How many times a day do you check your email and get lost among the messages? Changing your email habits will help you raise your productivity.
Who doesn’t have an email address these days? Even my son has one already! I mean, we had to create something for him to use his tablet. But in this digital age, email can become a HUGE time suck.
This post is part of our 31 days of tips for Working Moms to find Calm in the Chaos of Life series.
Email Management Best Practices to Skyrocket Your Productivity:
These tips will help you to establish good email habits.
Only read an email once.
Scanning an email and deciding to return to it later is a common habit. However, reading an email once and responding to it right away can increase your productivity email management skills.
The OHIO acronym is useful for inbox management. OHIO stands for Only Hold It Once.
Use automatic filtering and folder systems.
Emails you receive on a consistent basis can be automatically filtered into their own folder using your email system’s automation. Then, you can control when you open and read them. This frees up more time to handle more important messages.
Examples of this type of email include newsletters and journal subscriptions. You don’t need to act on them right away so why read them right away? In Gmail I set up filters to automatically label something and archive it, so it doesn’t stay in my inbox.
Tip: make a label for every type of email you get in your Gmail. That way it is easier to assign and sort or search later.
Watch videos and read articles at specific times.
Piggy-backing from the filtering suggestion above, emails that come with attachments like videos or articles require more attention.
Unless they’re important, it’s better to watch videos and read articles at the end of the day. These tasks require more time and can be distractions.
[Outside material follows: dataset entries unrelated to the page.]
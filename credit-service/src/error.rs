//! Error taxonomy for the credit ledger, config resolution and admin mutations.

use crate::models::ServiceType;
use service_core::error::AppError;
use thiserror::Error;

#[derive(Debug, Error)]
pub enum CreditError {
    #[error("Insufficient credits: required {required}, available {available}")]
    InsufficientCredits { required: i64, available: i64 },

    #[error("Invalid amount: {0} (must be positive)")]
    InvalidAmount(i64),

    #[error("Invalid user status: {0}")]
    InvalidStatus(String),

    #[error("Invalid user role: {0}")]
    InvalidRole(String),

    #[error("Unknown service type: {0}")]
    InvalidServiceType(String),

    #[error("Invalid input: {0}")]
    InvalidInput(String),

    #[error("Not found: {0}")]
    NotFound(String),

    #[error("No provider config found for service type '{service_type}'{}", model_suffix(.model))]
    NoConfigFound {
        service_type: ServiceType,
        model: Option<String>,
    },

    #[error("AI client unavailable: {0}")]
    ClientUnavailable(String),

    #[error("AI provider failure: {0}")]
    Provider(String),

    #[error("Database error: {0}")]
    Database(anyhow::Error),
}

fn model_suffix(model: &Option<String>) -> String {
    model
        .as_deref()
        .map(|m| format!(" and model '{}'", m))
        .unwrap_or_default()
}

impl CreditError {
    /// Conditions the end user can act on, as opposed to faults.
    pub fn is_user_facing(&self) -> bool {
        matches!(
            self,
            Self::InsufficientCredits { .. }
                | Self::InvalidAmount(_)
                | Self::InvalidStatus(_)
                | Self::InvalidRole(_)
                | Self::InvalidServiceType(_)
                | Self::InvalidInput(_)
                | Self::NotFound(_)
        )
    }

    /// Short label used for the error metric.
    pub fn error_type(&self) -> &'static str {
        match self {
            Self::InsufficientCredits { .. } => "insufficient_credits",
            Self::InvalidAmount(_) => "invalid_amount",
            Self::InvalidStatus(_) => "invalid_status",
            Self::InvalidRole(_) => "invalid_role",
            Self::InvalidServiceType(_) => "invalid_service_type",
            Self::InvalidInput(_) => "invalid_input",
            Self::NotFound(_) => "not_found",
            Self::NoConfigFound { .. } => "no_config_found",
            Self::ClientUnavailable(_) => "client_unavailable",
            Self::Provider(_) => "provider_error",
            Self::Database(_) => "db_error",
        }
    }

    pub(crate) fn db(context: &str, err: impl std::fmt::Display) -> Self {
        Self::Database(anyhow::anyhow!("{}: {}", context, err))
    }
}

impl From<CreditError> for AppError {
    fn from(err: CreditError) -> Self {
        match err {
            CreditError::InsufficientCredits { .. } => {
                AppError::Forbidden(anyhow::anyhow!("insufficient credits"))
            }
            CreditError::InvalidAmount(_)
            | CreditError::InvalidStatus(_)
            | CreditError::InvalidRole(_)
            | CreditError::InvalidServiceType(_)
            | CreditError::InvalidInput(_) => AppError::BadRequest(anyhow::Error::new(err)),
            CreditError::NotFound(_) => AppError::NotFound(anyhow::Error::new(err)),
            CreditError::NoConfigFound { .. } | CreditError::ClientUnavailable(_) => {
                AppError::ServiceUnavailable(err.to_string())
            }
            CreditError::Provider(msg) => AppError::BadGateway(msg),
            CreditError::Database(e) => AppError::DatabaseError(e),
        }
    }
}

#[cfg(test)]
mod tests {
    use super::*;
    use axum::http::StatusCode;
    use axum::response::IntoResponse;

    #[test]
    fn insufficient_credits_maps_to_forbidden() {
        let err = CreditError::InsufficientCredits {
            required: 5,
            available: 1,
        };
        assert!(err.is_user_facing());
        let response = AppError::from(err).into_response();
        assert_eq!(response.status(), StatusCode::FORBIDDEN);
    }

    #[test]
    fn storage_faults_are_internal() {
        let err = CreditError::db("Failed to lock account", "connection reset");
        assert!(!err.is_user_facing());
        assert_eq!(err.error_type(), "db_error");
        let response = AppError::from(err).into_response();
        assert_eq!(response.status(), StatusCode::INTERNAL_SERVER_ERROR);
    }

    #[test]
    fn no_config_found_mentions_model() {
        let err = CreditError::NoConfigFound {
            service_type: ServiceType::Video,
            model: Some("veo-2".to_string()),
        };
        assert_eq!(
            err.to_string(),
            "No provider config found for service type 'video' and model 'veo-2'"
        );
        let response = AppError::from(err).into_response();
        assert_eq!(response.status(), StatusCode::SERVICE_UNAVAILABLE);
    }
}
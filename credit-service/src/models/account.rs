//! Account model: one prepaid credit balance per user.

use chrono::{DateTime, Utc};
use serde::{Deserialize, Serialize};
use sqlx::FromRow;

/// Account status. Disabled accounts keep their balance and ledger history.
#[derive(Debug, Clone, Copy, PartialEq, Eq, Serialize, Deserialize, sqlx::Type)]
#[sqlx(type_name = "varchar", rename_all = "lowercase")]
#[serde(rename_all = "lowercase")]
pub enum UserStatus {
    Active,
    Disabled,
}

impl UserStatus {
    /// Parse a caller-supplied status. Only the supported set is accepted.
    pub fn parse(value: &str) -> Option<Self> {
        match value {
            "active" => Some(Self::Active),
            "disabled" => Some(Self::Disabled),
            _ => None,
        }
    }

    /// Get string representation for database.
    pub fn as_str(&self) -> &'static str {
        match self {
            Self::Active => "active",
            Self::Disabled => "disabled",
        }
    }
}

impl std::fmt::Display for UserStatus {
    fn fmt(&self, f: &mut std::fmt::Formatter<'_>) -> std::fmt::Result {
        write!(f, "{}", self.as_str())
    }
}

/// Account role.
#[derive(Debug, Clone, Copy, PartialEq, Eq, Serialize, Deserialize, sqlx::Type)]
#[sqlx(type_name = "varchar", rename_all = "snake_case")]
#[serde(rename_all = "snake_case")]
pub enum UserRole {
    User,
    Vip,
    /// Legacy administrator role, still honoured.
    Admin,
    PlatformAdmin,
}

impl UserRole {
    /// Parse a caller-supplied role. Only the supported set is accepted.
    pub fn parse(value: &str) -> Option<Self> {
        match value {
            "user" => Some(Self::User),
            "vip" => Some(Self::Vip),
            "admin" => Some(Self::Admin),
            "platform_admin" => Some(Self::PlatformAdmin),
            _ => None,
        }
    }

    /// Get string representation for database.
    pub fn as_str(&self) -> &'static str {
        match self {
            Self::User => "user",
            Self::Vip => "vip",
            Self::Admin => "admin",
            Self::PlatformAdmin => "platform_admin",
        }
    }

    pub fn is_admin(&self) -> bool {
        matches!(self, Self::Admin | Self::PlatformAdmin)
    }
}

impl std::fmt::Display for UserRole {
    fn fmt(&self, f: &mut std::fmt::Formatter<'_>) -> std::fmt::Result {
        write!(f, "{}", self.as_str())
    }
}

/// Credit account. `balance` is never negative and always equals the sum of
/// the account's ledger entries.
#[derive(Debug, Clone, PartialEq, Eq, FromRow, Serialize, Deserialize)]
pub struct Account {
    pub user_id: i64,
    pub balance: i64,
    pub status: UserStatus,
    pub role: UserRole,
    pub created_utc: DateTime<Utc>,
    pub updated_utc: DateTime<Utc>,
}

impl Account {
    pub fn is_active(&self) -> bool {
        self.status == UserStatus::Active
    }
}

/// Input for opening a new account.
#[derive(Debug, Clone, Serialize, Deserialize)]
pub struct NewAccount {
    pub user_id: i64,
    pub role: UserRole,
    pub status: UserStatus,
}

impl NewAccount {
    /// A regular active user.
    pub fn user(user_id: i64) -> Self {
        Self {
            user_id,
            role: UserRole::User,
            status: UserStatus::Active,
        }
    }
}
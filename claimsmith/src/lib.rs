//! A typed claims layer over RSA-signed JSON Web Tokens ([RFC7519][])
//!
//! Tokens are built from an ordered list of [`Claim`]s. Registered claim
//! names (`iss`, `sub`, `aud`, `exp`, `nbf`, `iat`, `jti`, along with their
//! long-form aliases such as `subject` or `expires`) are recognized and
//! normalized, while everything else is carried as an extension claim.
//! When a key repeats, the last occurrence wins. Every signed token carries
//! a `jti`; one is generated when none is supplied.
//!
//! Verification checks the signature, then the audience, then the
//! `nbf`/`exp` window, and only then materializes a [`VerifyResult`].
//!
//! [RFC7519]: https://tools.ietf.org/html/rfc7519
//!
//! # Example
//!
//! ```
//! use std::time::Duration;
//!
//! use claimsmith::{
//!     jwa::{self, Algorithm},
//!     jwt::Audience,
//!     Claim, RsaSigner, RsaVerifier, Signer, Timestamp, Verifier,
//! };
//!
//! # fn main() -> Result<(), Box<dyn std::error::Error>> {
//! let private_key = jwa::rsa::PrivateKey::from_pkcs1_pem(
//!     include_bytes!("../data/rsa/key.pem"),
//! )?;
//! let public_key = jwa::rsa::PublicKey::from_certificate_pem(
//!     include_bytes!("../data/rsa/cert.pem"),
//! )?;
//!
//! let signer = RsaSigner::new(private_key, Algorithm::RS256).with_issuer("authority");
//! let verifier = RsaVerifier::new(public_key, Audience::from_static("my_api"));
//!
//! let now = Timestamp::now();
//! let token = signer.sign_claims(vec![
//!     Claim::string("subject", "alice"),
//!     Claim::string("audience", "my_api"),
//!     Claim::time("nbf", now.saturating_sub(Duration::from_secs(60))),
//!     Claim::time("exp", now.saturating_add(Duration::from_secs(3600))),
//!     Claim::any("roles", "admin"),
//! ])?;
//!
//! let result = verifier.verify(token.as_bytes())?;
//! assert_eq!(result.subject(), "alice");
//! assert_eq!(result.audience(), "my_api");
//! assert!(!result.id().is_empty());
//! # Ok(())
//! # }
//! ```

#![cfg_attr(docsrs, feature(doc_cfg))]
#![warn(
    missing_docs,
    unused_import_braces,
    unused_imports,
    unused_qualifications
)]
#![deny(
    missing_debug_implementations,
    missing_copy_implementations,
    trivial_casts,
    trivial_numeric_casts,
    unsafe_code,
    unused_must_use
)]

pub mod claim;
pub mod claim_set;
pub mod clock;
pub mod error;
pub mod fs;
pub mod jwa;
pub mod jws;
pub mod jwt;
mod signer;
mod verifier;

#[cfg(test)]
pub(crate) mod test;

#[doc(inline)]
pub use claim::{Claim, ClaimType, ClaimValue};
#[doc(inline)]
pub use claim_set::ClaimSet;
#[doc(inline)]
pub use clock::Timestamp;
#[doc(inline)]
pub use jwt::{Jwt, JwtRef};
pub use signer::{sign, sign_fingerprint, RsaSigner, Signer};
pub use verifier::{RsaVerifier, Verifier, VerifyResult};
Focusing on answering actual messages during specific scheduled times is the key to staying productive.
Schedule specific times to handle email.
Instead of checking email throughout the day, scheduling it at specific times enables you to get more done. Remember when we talked about time blocking?
Checking email at the beginning of your work day, at the end of your workday, and during a specific hour at work will reduce wasted time. Set aside a certain amount of time, like 20 minutes, to do this task to help you stay focused.
Having only specific times for handling email helps reduce the impact email has on our mental health.
Keep email closed while working.
Email is a frequent source of distractions, so keeping the tab closed is one way to increase productivity.
Email providers use sounds, colors, bold font, and other ways to notify you of new messages. All of these are distractions, so keeping email closed will help you stay on schedule and not waste time.
You can also turn off the new mail indicator in your email program – Outlook for example – since you want to keep it open for meeting reminders.
Turning off email notifications on a phone is another way to stay focused on your work.
Keep work and personal emails separate.
Combining work with personal messages can create confusion so separate emails and inboxes help you stay in control.
Messages about client meetings shouldn’t be mixed up with emails about your child’s piano lessons. Sorting emails wastes time, so it’s easier to have them separated from the beginning.
Clean out the inbox regularly.
If you’re wondering how to manage email overload, this tip can help. Inbox Zero is a really amazing concept, but difficult to get started and maintain. Emails can accumulate quickly, so if you do regular clean-ups of your inbox, it helps to keep it manageable.
One way to keep your inbox cleaned up is to have a folder for everything. Drag emails to specific project folders. Have labels for every email in Gmail, and don’t be afraid to hit archive!
Only keep the emails you need. This will cut down on the time you spend looking through the inbox. Productivity will increase because you aren’t sorting through older messages.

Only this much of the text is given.